When expressed alone at high levels, the human adenovirus E4orf4 protein exhibits tumor cell-specific p53-independent toxicity. A major E4orf4 target is the B55 class of PP2A regulatory subunits and we have shown recently that binding of E4orf4 inhibits PP2AB55 phosphatase activity in a dose-dependent fashion by preventing access of substrates. While interaction with B55 subunits is essential for toxicity, E4orf4 mutants exist that, despite binding B55 at high levels, are defective in cell killing, suggesting that other essential targets may exist. In an attempt to identify additional targets we undertook a proteomics approach to characterize E4orf4-interacting proteins. Our findings indicated that, in addition to PP2AB55 subunits, ASPP-PP1 complex subunits were found among the major E4orf4-binding species. Both the PP2A and ASPP-PP1 phosphatases are known to positively regulate effectors of the Hippo signaling pathway that controls expression of cell growth/survival genes by dephosphorylating the YAP transcriptional co-activator. We find here that expression of E4orf4 results in hyperphosphorylation of YAP, suggesting that Hippo signaling may be affected by E4orf4 interactions with PP2AB55 and/or ASPP-PP1 phosphatases. Furthermore, knockdown YAP1 expression was seen to enhance E4orf4 killing, again consistent with a link between E4orf4 toxicity and inhibition of the Hippo pathway.

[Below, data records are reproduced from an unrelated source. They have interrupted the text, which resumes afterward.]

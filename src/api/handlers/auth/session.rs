//! Session validation, the shared auth guard, and the verify/logout
//! endpoints.

use axum::{
    Json,
    extract::Extension,
    http::{
        HeaderMap, HeaderValue, StatusCode,
        header::{InvalidHeaderValue, SET_COOKIE},
    },
    response::IntoResponse,
};
use chrono::{DateTime, Utc};
use sqlx::PgPool;
use tracing::error;

use super::{
    state::AuthConfig,
    storage::{SessionRow, delete_session, lookup_session},
    types::{LogoutResponse, UserProfile, VerifyResponse},
};

pub(crate) const SESSION_COOKIE_NAME: &str = "session";

/// Why a request was not authenticated. Callers collapse all three into a
/// generic unauthorized response; the distinction only feeds logs and tests.
#[derive(Debug, Clone, Copy, PartialEq, Eq)]
pub(crate) enum DenyReason {
    /// No `session` cookie in the request.
    NoCookie,
    /// Cookie present but no matching session row.
    UnknownSession,
    /// Session row exists but its expiry has passed.
    Expired,
}

/// Outcome of the auth guard. Never persisted.
pub(crate) enum Verdict {
    Authenticated(SessionRow),
    Unauthenticated(DenyReason),
}

/// Resolve the request's cookie header into an authorization verdict.
///
/// Every protected handler calls this before doing any other work. Store
/// errors are logged and mapped to a 500 for the caller to surface.
pub(crate) async fn authorize(
    headers: &HeaderMap,
    pool: &PgPool,
) -> Result<Verdict, StatusCode> {
    let Some(session_id) = extract_session_id(headers) else {
        return Ok(Verdict::Unauthenticated(DenyReason::NoCookie));
    };
    match lookup_session(pool, &session_id).await {
        Ok(row) => Ok(evaluate_session(row, Utc::now())),
        Err(err) => {
            error!("Failed to lookup session: {err}");
            Err(StatusCode::INTERNAL_SERVER_ERROR)
        }
    }
}

/// Pure validation step: a session is valid iff its row exists and the
/// current time is strictly before the expiry.
pub(crate) fn evaluate_session(row: Option<SessionRow>, now: DateTime<Utc>) -> Verdict {
    match row {
        None => Verdict::Unauthenticated(DenyReason::UnknownSession),
        Some(row) if now >= row.expires_at => Verdict::Unauthenticated(DenyReason::Expired),
        Some(row) => Verdict::Authenticated(row),
    }
}

#[utoipa::path(
    get,
    path = "/api/admin/verify",
    responses(
        (status = 200, description = "Session is active", body = VerifyResponse),
        (status = 401, description = "No valid session", body = VerifyResponse)
    ),
    tag = "auth"
)]
pub async fn verify(headers: HeaderMap, pool: Extension<PgPool>) -> impl IntoResponse {
    match authorize(&headers, &pool).await {
        Ok(Verdict::Authenticated(session)) => {
            let response = VerifyResponse {
                authenticated: true,
                user: Some(profile(&session)),
                error: None,
            };
            (StatusCode::OK, Json(response)).into_response()
        }
        Ok(Verdict::Unauthenticated(reason)) => {
            // Never reveal whether the account or session exists.
            let message = match reason {
                DenyReason::NoCookie => "No session",
                DenyReason::UnknownSession | DenyReason::Expired => "Invalid or expired session",
            };
            let response = VerifyResponse {
                authenticated: false,
                user: None,
                error: Some(message.to_string()),
            };
            (StatusCode::UNAUTHORIZED, Json(response)).into_response()
        }
        Err(status) => {
            let response = VerifyResponse {
                authenticated: false,
                user: None,
                error: Some("Server error".to_string()),
            };
            (status, Json(response)).into_response()
        }
    }
}

#[utoipa::path(
    post,
    path = "/api/admin/logout",
    responses(
        (status = 200, description = "Session cleared", body = LogoutResponse)
    ),
    tag = "auth"
)]
pub async fn logout(headers: HeaderMap, pool: Extension<PgPool>) -> impl IntoResponse {
    if let Some(session_id) = extract_session_id(&headers) {
        if let Err(err) = delete_session(&pool, &session_id).await {
            error!("Failed to delete session: {err}");
        }
    }

    // Always clear the cookie, even if no session row existed.
    let mut response_headers = HeaderMap::new();
    if let Ok(cookie) = clear_session_cookie() {
        response_headers.insert(SET_COOKIE, cookie);
    }
    let response = LogoutResponse {
        success: true,
        message: "Logged out successfully".to_string(),
    };
    (StatusCode::OK, response_headers, Json(response)).into_response()
}

pub(super) fn profile(session: &SessionRow) -> UserProfile {
    UserProfile {
        id: session.account_id,
        email: session.email.clone(),
        name: session.name.clone(),
        role: session.role.clone(),
    }
}

/// Build the session cookie. All attributes are mandatory on every issuance.
pub(super) fn session_cookie(
    config: &AuthConfig,
    session_id: &str,
) -> Result<HeaderValue, InvalidHeaderValue> {
    let ttl_seconds = config.session_ttl_seconds();
    let cookie = format!(
        "{SESSION_COOKIE_NAME}={session_id}; Path=/; HttpOnly; Secure; SameSite=Strict; Max-Age={ttl_seconds}"
    );
    HeaderValue::from_str(&cookie)
}

fn clear_session_cookie() -> Result<HeaderValue, InvalidHeaderValue> {
    let cookie =
        format!("{SESSION_COOKIE_NAME}=; Path=/; HttpOnly; Secure; SameSite=Strict; Max-Age=0");
    HeaderValue::from_str(&cookie)
}

/// Pull the session identifier out of the `Cookie` header.
///
/// Pairs are split on `;`, then on the FIRST `=` only, so values containing
/// `=` (e.g. base64) survive intact. Pairs without `=` (browsers send these
/// for nameless cookies) are skipped, not treated as the end of the header.
pub(crate) fn extract_session_id(headers: &HeaderMap) -> Option<String> {
    let header = headers.get(axum::http::header::COOKIE)?;
    let value = header.to_str().ok()?;
    for pair in value.split(';') {
        let trimmed = pair.trim();
        let mut parts = trimmed.splitn(2, '=');
        let Some(key) = parts.next() else { continue };
        let Some(val) = parts.next() else { continue };
        if key.trim() == SESSION_COOKIE_NAME {
            return Some(val.trim().to_string());
        }
    }
    None
}
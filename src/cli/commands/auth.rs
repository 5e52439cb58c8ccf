//! Auth-related CLI arguments: session TTL, site origin, and the optional
//! basic-auth gate in front of the whole site.

use anyhow::Result;
use clap::{Arg, Command};
use secrecy::SecretString;

pub const ARG_SITE_BASE_URL: &str = "site-base-url";
pub const ARG_SESSION_TTL_SECONDS: &str = "session-ttl-seconds";
pub const ARG_GATE_USERNAME: &str = "gate-username";
pub const ARG_GATE_PASSWORD: &str = "gate-password";

// 7 days, matching the session cookie Max-Age.
const DEFAULT_SESSION_TTL_SECONDS: &str = "604800";

#[must_use]
pub fn with_args(command: Command) -> Command {
    command
        .arg(
            Arg::new(ARG_SITE_BASE_URL)
                .long(ARG_SITE_BASE_URL)
                .help("Base URL the site is served from (used as the CORS origin)")
                .default_value("http://localhost:8788")
                .env("VETRINA_SITE_BASE_URL"),
        )
        .arg(
            Arg::new(ARG_SESSION_TTL_SECONDS)
                .long(ARG_SESSION_TTL_SECONDS)
                .help("Admin session lifetime in seconds")
                .default_value(DEFAULT_SESSION_TTL_SECONDS)
                .env("VETRINA_SESSION_TTL_SECONDS")
                .value_parser(clap::value_parser!(i64)),
        )
        .arg(
            Arg::new(ARG_GATE_USERNAME)
                .long(ARG_GATE_USERNAME)
                .help("Username for the site-wide basic-auth gate (gate disabled when unset)")
                .env("VETRINA_GATE_USERNAME")
                .requires(ARG_GATE_PASSWORD),
        )
        .arg(
            Arg::new(ARG_GATE_PASSWORD)
                .long(ARG_GATE_PASSWORD)
                .help("Password for the site-wide basic-auth gate")
                .env("VETRINA_GATE_PASSWORD")
                .requires(ARG_GATE_USERNAME),
        )
}

#[derive(Debug)]
pub struct Options {
    pub site_base_url: String,
    pub session_ttl_seconds: i64,
    pub gate_username: Option<String>,
    pub gate_password: Option<SecretString>,
}

impl Options {
    /// Extract auth options from parsed matches.
    ///
    /// # Errors
    /// Returns an error if the session TTL is not positive.
    pub fn parse(matches: &clap::ArgMatches) -> Result<Self> {
        let site_base_url = matches
            .get_one::<String>(ARG_SITE_BASE_URL)
            .cloned()
            .unwrap_or_else(|| "http://localhost:8788".to_string());

        let session_ttl_seconds = matches
            .get_one::<i64>(ARG_SESSION_TTL_SECONDS)
            .copied()
            .unwrap_or(604_800);
        anyhow::ensure!(
            session_ttl_seconds > 0,
            "--{ARG_SESSION_TTL_SECONDS} must be positive"
        );

        let gate_username = matches.get_one::<String>(ARG_GATE_USERNAME).cloned();
        let gate_password = matches
            .get_one::<String>(ARG_GATE_PASSWORD)
            .map(|password| SecretString::from(password.clone()));

        Ok(Self {
            site_base_url,
            session_ttl_seconds,
            gate_username,
            gate_password,
        })
    }
}
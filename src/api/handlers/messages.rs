//! Admin inbox for contact messages: list, detail, and status updates.
//!
//! Every handler here runs the session guard first and answers 401 with a
//! generic body when it fails. Opening a message flips it from `unread` to
//! `read` and stamps `read_at`.

use axum::{
    extract::{Extension, Path, Query},
    http::{HeaderMap, StatusCode},
    response::{IntoResponse, Json},
};
use chrono::{DateTime, Utc};
use serde::{Deserialize, Serialize};
use serde_json::json;
use sqlx::{PgPool, Row, postgres::PgRow};
use tracing::{Instrument, error, info_span};
use utoipa::{IntoParams, ToSchema};

use super::json_error;
use crate::api::handlers::auth::session::{Verdict, authorize};

const DEFAULT_PAGE_SIZE: i64 = 50;
const MAX_PAGE_SIZE: i64 = 100;

const MESSAGE_COLUMNS: &str = "id, first_name, last_name, email, phone, company, \
    inquiry_type, message, metadata::text AS metadata, status, created_at, read_at";

#[derive(ToSchema, IntoParams, Deserialize, Debug, Default)]
pub struct ListParams {
    /// Restrict the listing to one status (`unread`, `read`, or `archived`).
    pub status: Option<String>,
    pub limit: Option<i64>,
    pub offset: Option<i64>,
}

#[derive(ToSchema, Serialize, Deserialize, Debug)]
pub struct Message {
    pub id: i64,
    pub first_name: String,
    pub last_name: String,
    pub email: String,
    pub phone: Option<String>,
    pub company: Option<String>,
    pub inquiry_type: String,
    pub message: String,
    pub metadata: serde_json::Value,
    pub status: String,
    pub created_at: DateTime<Utc>,
    pub read_at: Option<DateTime<Utc>>,
}

#[derive(ToSchema, Serialize, Deserialize, Debug)]
pub struct Pagination {
    pub total: i64,
    pub limit: i64,
    pub offset: i64,
    #[serde(rename = "hasMore")]
    pub has_more: bool,
}

#[derive(ToSchema, Serialize, Deserialize, Debug)]
pub struct InboxStats {
    pub unread: i64,
}

#[derive(ToSchema, Serialize, Deserialize, Debug)]
pub struct ListResponse {
    pub messages: Vec<Message>,
    pub pagination: Pagination,
    pub stats: InboxStats,
}

#[derive(ToSchema, Deserialize, Debug)]
pub struct UpdateRequest {
    pub status: Option<String>,
}

#[utoipa::path(
    get,
    path = "/api/admin/messages",
    params(ListParams),
    responses(
        (status = 200, description = "Page of messages", body = ListResponse),
        (status = 400, description = "Invalid status filter"),
        (status = 401, description = "Not authenticated"),
        (status = 500, description = "Server error")
    ),
    tag = "messages"
)]
// axum handler for listing contact messages
pub async fn list(
    headers: HeaderMap,
    pool: Extension<PgPool>,
    Query(params): Query<ListParams>,
) -> impl IntoResponse {
    match authorize(&headers, &pool).await {
        Ok(Verdict::Authenticated(_)) => {}
        Ok(Verdict::Unauthenticated(_)) => {
            return json_error(StatusCode::UNAUTHORIZED, "Unauthorized");
        }
        Err(status) => return json_error(status, "Server error"),
    }

    if let Some(status) = params.status.as_deref() {
        if !valid_status(status) {
            return json_error(
                StatusCode::BAD_REQUEST,
                "Invalid status. Must be: unread, read, or archived",
            );
        }
    }

    let limit = clamp_limit(params.limit);
    let offset = params.offset.unwrap_or(0).max(0);

    match fetch_page(&pool, params.status.as_deref(), limit, offset).await {
        Ok(response) => (StatusCode::OK, Json(response)).into_response(),
        Err(err) => {
            error!("Failed to list contact messages: {}", err);

            json_error(StatusCode::INTERNAL_SERVER_ERROR, "Server error")
        }
    }
}

#[utoipa::path(
    get,
    path = "/api/admin/messages/{id}",
    params(("id" = i64, Path, description = "Message id")),
    responses(
        (status = 200, description = "Message detail", body = Message),
        (status = 401, description = "Not authenticated"),
        (status = 404, description = "No such message"),
        (status = 500, description = "Server error")
    ),
    tag = "messages"
)]
// axum handler for message detail, marks unread messages as read
pub async fn detail(
    headers: HeaderMap,
    pool: Extension<PgPool>,
    Path(id): Path<i64>,
) -> impl IntoResponse {
    match authorize(&headers, &pool).await {
        Ok(Verdict::Authenticated(_)) => {}
        Ok(Verdict::Unauthenticated(_)) => {
            return json_error(StatusCode::UNAUTHORIZED, "Unauthorized");
        }
        Err(status) => return json_error(status, "Server error"),
    }

    // Opening a message marks it read exactly once.
    let query = "UPDATE contact_messages
        SET status = 'read', read_at = NOW()
        WHERE id = $1 AND status = 'unread'";
    let mark_span = info_span!(
        "db.query",
        db.system = "postgresql",
        db.operation = "UPDATE",
        db.statement = query
    );
    if let Err(err) = sqlx::query(query)
        .bind(id)
        .execute(&pool.0)
        .instrument(mark_span)
        .await
    {
        error!("Failed to mark message as read: {}", err);

        return json_error(StatusCode::INTERNAL_SERVER_ERROR, "Server error");
    }

    let query = format!("SELECT {MESSAGE_COLUMNS} FROM contact_messages WHERE id = $1");
    let select_span = info_span!(
        "db.query",
        db.system = "postgresql",
        db.operation = "SELECT",
        db.statement = query.as_str()
    );
    match sqlx::query(&query)
        .bind(id)
        .fetch_optional(&pool.0)
        .instrument(select_span)
        .await
    {
        Ok(Some(row)) => (StatusCode::OK, Json(message_from_row(&row))).into_response(),
        Ok(None) => json_error(StatusCode::NOT_FOUND, "Message not found"),
        Err(err) => {
            error!("Failed to fetch message {}: {}", id, err);

            json_error(StatusCode::INTERNAL_SERVER_ERROR, "Server error")
        }
    }
}

#[utoipa::path(
    patch,
    path = "/api/admin/messages/{id}",
    params(("id" = i64, Path, description = "Message id")),
    request_body = UpdateRequest,
    responses(
        (status = 200, description = "Status updated"),
        (status = 400, description = "Invalid status"),
        (status = 401, description = "Not authenticated"),
        (status = 404, description = "No such message"),
        (status = 500, description = "Server error")
    ),
    tag = "messages"
)]
// axum handler for updating a message's status
pub async fn update(
    headers: HeaderMap,
    pool: Extension<PgPool>,
    Path(id): Path<i64>,
    payload: Option<Json<UpdateRequest>>,
) -> impl IntoResponse {
    match authorize(&headers, &pool).await {
        Ok(Verdict::Authenticated(_)) => {}
        Ok(Verdict::Unauthenticated(_)) => {
            return json_error(StatusCode::UNAUTHORIZED, "Unauthorized");
        }
        Err(status) => return json_error(status, "Server error"),
    }

    let status = payload
        .as_ref()
        .and_then(|Json(payload)| payload.status.as_deref())
        .unwrap_or_default();
    if !valid_status(status) {
        return json_error(
            StatusCode::BAD_REQUEST,
            "Invalid status. Must be: unread, read, or archived",
        );
    }

    // Transitioning into `read` stamps read_at if it was never set.
    let query = "UPDATE contact_messages
        SET status = $2,
            read_at = CASE WHEN $2 = 'read' AND read_at IS NULL THEN NOW() ELSE read_at END
        WHERE id = $1";
    let update_span = info_span!(
        "db.query",
        db.system = "postgresql",
        db.operation = "UPDATE",
        db.statement = query
    );
    match sqlx::query(query)
        .bind(id)
        .bind(status)
        .execute(&pool.0)
        .instrument(update_span)
        .await
    {
        Ok(result) if result.rows_affected() == 0 => {
            json_error(StatusCode::NOT_FOUND, "Message not found")
        }
        Ok(_) => (StatusCode::OK, Json(json!({ "success": true }))).into_response(),
        Err(err) => {
            error!("Failed to update message {}: {}", id, err);

            json_error(StatusCode::INTERNAL_SERVER_ERROR, "Server error")
        }
    }
}

async fn fetch_page(
    pool: &PgPool,
    status: Option<&str>,
    limit: i64,
    offset: i64,
) -> anyhow::Result<ListResponse> {
    let (list_query, count_query) = if status.is_some() {
        (
            format!(
                "SELECT {MESSAGE_COLUMNS} FROM contact_messages
                 WHERE status = $1 ORDER BY created_at DESC LIMIT $2 OFFSET $3"
            ),
            "SELECT COUNT(*) AS total FROM contact_messages WHERE status = $1".to_string(),
        )
    } else {
        (
            format!(
                "SELECT {MESSAGE_COLUMNS} FROM contact_messages
                 ORDER BY created_at DESC LIMIT $1 OFFSET $2"
            ),
            "SELECT COUNT(*) AS total FROM contact_messages".to_string(),
        )
    };

    let list_span = info_span!(
        "db.query",
        db.system = "postgresql",
        db.operation = "SELECT",
        db.statement = list_query.as_str()
    );
    let rows = if let Some(status) = status {
        sqlx::query(&list_query)
            .bind(status)
            .bind(limit)
            .bind(offset)
            .fetch_all(pool)
            .instrument(list_span)
            .await?
    } else {
        sqlx::query(&list_query)
            .bind(limit)
            .bind(offset)
            .fetch_all(pool)
            .instrument(list_span)
            .await?
    };

    let count_span = info_span!(
        "db.query",
        db.system = "postgresql",
        db.operation = "SELECT",
        db.statement = count_query.as_str()
    );
    let total: i64 = if let Some(status) = status {
        sqlx::query(&count_query)
            .bind(status)
            .fetch_one(pool)
            .instrument(count_span)
            .await?
            .get("total")
    } else {
        sqlx::query(&count_query)
            .fetch_one(pool)
            .instrument(count_span)
            .await?
            .get("total")
    };

    let unread_query = "SELECT COUNT(*) AS unread FROM contact_messages WHERE status = 'unread'";
    let unread_span = info_span!(
        "db.query",
        db.system = "postgresql",
        db.operation = "SELECT",
        db.statement = unread_query
    );
    let unread: i64 = sqlx::query(unread_query)
        .fetch_one(pool)
        .instrument(unread_span)
        .await?
        .get("unread");

    let messages: Vec<Message> = rows.iter().map(message_from_row).collect();

    Ok(ListResponse {
        pagination: Pagination {
            total,
            limit,
            offset,
            has_more: offset + (messages.len() as i64) < total,
        },
        stats: InboxStats { unread },
        messages,
    })
}

fn message_from_row(row: &PgRow) -> Message {
    let metadata: Option<String> = row.get("metadata");
    let metadata = metadata
        .as_deref()
        .and_then(|raw| serde_json::from_str(raw).ok())
        .unwrap_or(serde_json::Value::Null);

    Message {
        id: row.get("id"),
        first_name: row.get("first_name"),
        last_name: row.get("last_name"),
        email: row.get("email"),
        phone: row.get("phone"),
        company: row.get("company"),
        inquiry_type: row.get("inquiry_type"),
        message: row.get("message"),
        metadata,
        status: row.get("status"),
        created_at: row.get("created_at"),
        read_at: row.get("read_at"),
    }
}

fn valid_status(status: &str) -> bool {
    matches!(status, "unread" | "read" | "archived")
}

/// Page size defaults to 50 and never exceeds 100. Non-positive values fall
/// back to the default.
fn clamp_limit(limit: Option<i64>) -> i64 {
    match limit {
        Some(limit) if limit > 0 => limit.min(MAX_PAGE_SIZE),
        _ => DEFAULT_PAGE_SIZE,
    }
}

#[cfg(test)]
mod tests {
    use super::*;

    #[test]
    fn valid_status_accepts_known_values() {
        assert!(valid_status("unread"));
        assert!(valid_status("read"));
        assert!(valid_status("archived"));
    }

    #[test]
    fn valid_status_rejects_everything_else() {
        assert!(!valid_status(""));
        assert!(!valid_status("deleted"));
        assert!(!valid_status("READ"));
    }

    #[test]
    fn clamp_limit_defaults_and_caps() {
        assert_eq!(clamp_limit(None), DEFAULT_PAGE_SIZE);
        assert_eq!(clamp_limit(Some(10)), 10);
        assert_eq!(clamp_limit(Some(100)), MAX_PAGE_SIZE);
        assert_eq!(clamp_limit(Some(5000)), MAX_PAGE_SIZE);
    }

    #[test]
    fn clamp_limit_rejects_non_positive() {
        assert_eq!(clamp_limit(Some(0)), DEFAULT_PAGE_SIZE);
        assert_eq!(clamp_limit(Some(-5)), DEFAULT_PAGE_SIZE);
    }

    #[test]
    fn pagination_has_more_flag() {
        let pagination = Pagination {
            total: 120,
            limit: 50,
            offset: 50,
            has_more: true,
        };
        let value = serde_json::to_value(&pagination).expect("serialize");
        assert_eq!(value["hasMore"], true);
    }
}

This effect may in fact contribute to the cancer cell specificity of E4orf4 toxicity as many human cancer cells rely heavily on the Hippo pathway for their enhanced proliferation.
IMPORTANCE:
The human adenovirus E4orf4 protein has been known for some time to induce tumor cell-specific death when expressed at high levels, and thus knowledge of its mode of action could be of importance for development of new cancer therapies. Although the B55 form of the phosphatase PP2A has long been known as an essential E4orf4 target, genetic analyses indicated that others must exist. To identify additional E4orf4 targets we performed, for the first time, a large scale affinity purification/mass spectrometry analysis of E4orf4 binding partners. Several additional candidates were detected, including key regulators of the Hippo signaling pathway that enhances cell viability in many cancers, and results of preliminary studies suggested a possible link between inhibition of Hippo signaling and E4orf4 toxicity.